## Task goal
Down to the last line, reproduce the records exactly.

[Collection entries]
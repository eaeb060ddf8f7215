/// All configuration loaded from environment variables at startup.
/// Missing required variables cause an immediate panic with a clear message.
#[derive(Debug, Clone)]
pub struct Config {
    // Candle provider
    pub provider_base_url: String,
    pub provider_api_key: String,
    pub provider_timeout_secs: u64,

    // Database
    pub database_url: String,

    // HTTP surface
    pub api_port: u16,

    // Evaluation schedule
    pub eval_interval_secs: u64,
}

impl Config {
    /// Load all configuration from environment variables.
    /// Loads `.env` if present. Panics on any missing required variable.
    pub fn from_env() -> Self {
        let _ = dotenvy::dotenv(); // ignore error if .env not present

        Config {
            provider_base_url: required_env("PROVIDER_BASE_URL"),
            provider_api_key: required_env("PROVIDER_API_KEY"),
            provider_timeout_secs: optional_env("PROVIDER_TIMEOUT_SECS")
                .and_then(|v| v.parse().ok())
                .unwrap_or(10),
            database_url: required_env("DATABASE_URL"),
            api_port: optional_env("API_PORT")
                .and_then(|v| v.parse().ok())
                .unwrap_or(8080),
            eval_interval_secs: optional_env("EVAL_INTERVAL_SECS")
                .and_then(|v| v.parse().ok())
                .unwrap_or(300),
        }
    }
}

fn required_env(key: &str) -> String {
    std::env::var(key).unwrap_or_else(|_| {
        panic!("Required environment variable '{key}' is not set. Check your .env file.")
    })
}

fn optional_env(key: &str) -> Option<String> {
    std::env::var(key).ok()
}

## Task output
repository eaeb060ddf8f7215
/// All configuration loaded from environment variables at startup.
/// Missing required variables cause an immediate panic with a clear message.
#[derive(Debug, Clone)]
pub struct Config {
    // Candle provider
    pub provider_base_url: String,
    pub provider_api_key: String,
    pub provider_timeout_secs: u64,

    // Database
    pub database_url: String,

    // HTTP surface
    pub api_port: u16,

    // Evaluation schedule
    pub eval_interval_secs: u64,
}

impl Config {
    /// Load all configuration from environment variables.
    /// Loads `.env` if present. Panics on any missing required variable.
    pub fn from_env() -> Self {
        let _ = dotenvy::dotenv(); // ignore error if .env not present

        Config {
            provider_base_url: required_env("PROVIDER_BASE_URL"),
            provider_api_key: required_env("PROVIDER_API_KEY"),
            provider_timeout_secs: optional_env("PROVIDER_TIMEOUT_SECS")
                .and_then(|v| v.parse().ok())
                .unwrap_or(10),
            database_url: required_env("DATABASE_URL"),
            api_port: optional_env("API_PORT")
                .and_then(|v| v.parse().ok())
                .unwrap_or(8080),
            eval_interval_secs: optional_env("EVAL_INTERVAL_SECS")
                .and_then(|v| v.parse().ok())
                .unwrap_or(300),
        }
    }
}

fn required_env(key: &str) -> String {
    std::env::var(key).unwrap_or_else(|_| {
        panic!("Required environment variable '{key}' is not set. Check your .env file.")
    })
}

fn optional_env(key: &str) -> Option<String> {
    std::env::var(key).ok()
}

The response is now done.